Nessun sondaggio finora lo dà perdente al ballottaggio, ma può ancora materializzarsi per lui il pericolo dell’inchiesta fiscale su McKinsey, la società americana di consulenza manageriale con la quale i governi riconducibili a Macron hanno firmato molti contratti, e che ora si ritrova indagata con accuse di evasione fiscale. L’inchiesta è stata aperta proprio all’inizio della settimana che conduce al voto del primo turno, e ha fatto sì che tornasse sotto i riflettori un’indagine del Senato francese nella quale si denuncia l’eccessivo ricorso a società di consulenza, perlopiù straniere, da parte dei governi del quinquennato Macron.

Il peso dell’inchiesta McKinsey

Secondo l’indagine i ministeri del governo centrale hanno speso per consulenze di società esterne qualcosa come 893,9 milioni di euro nel 2021, più del doppio della cifra che si spendeva in consulenze esterne nel 2018. Nel paese dell’Ena, la Scuola nazionale superiore di formazione dei funzionari dello Stato vanto della Francia, la cosa suona abbastanza scandalosa. Macron si è giustificato spiegando che la consulenza della Mc Kinsey è stata preziosa per l’organizzazione del piano vaccinale contro il Covid, e che alla società americana è andato solo il 4 per cento dell’importo di tutte le consulenze esterne.

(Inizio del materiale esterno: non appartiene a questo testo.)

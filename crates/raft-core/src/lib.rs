//! # raft-core
//!
//! why: define the storage contract between a raft consensus engine and its persistence
//! relations: used by raft-storage, which implements the traits on top of redb
//! what: log entry types, index and entry codecs, LogStore/StableStore traits

pub mod codec;
pub mod error;
pub mod log;
pub mod storage;

pub use codec::{decode_index, encode_index, EntryCodec, JsonCodec, INDEX_LEN};
pub use error::CodecError;
pub use log::{LogEntry, LogKind};
pub use storage::{LogStore, StableStore, CURRENT_TERM_KEY, LAST_VOTE_CANDIDATE_KEY};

Molti fanno però notare che nel 2017 non pochi alti dirigenti della McKinsey fecero  gratuitamente campagna per Macron, ricorprendo anche ruoli che avrebbero dovuto essere remunerati in base alla normativa francese. Se l’inchiesta non si sgonfierà prima del 24 aprile (data del ballottaggio) Macron potrebbe rischiare l’osso del collo nelle urne.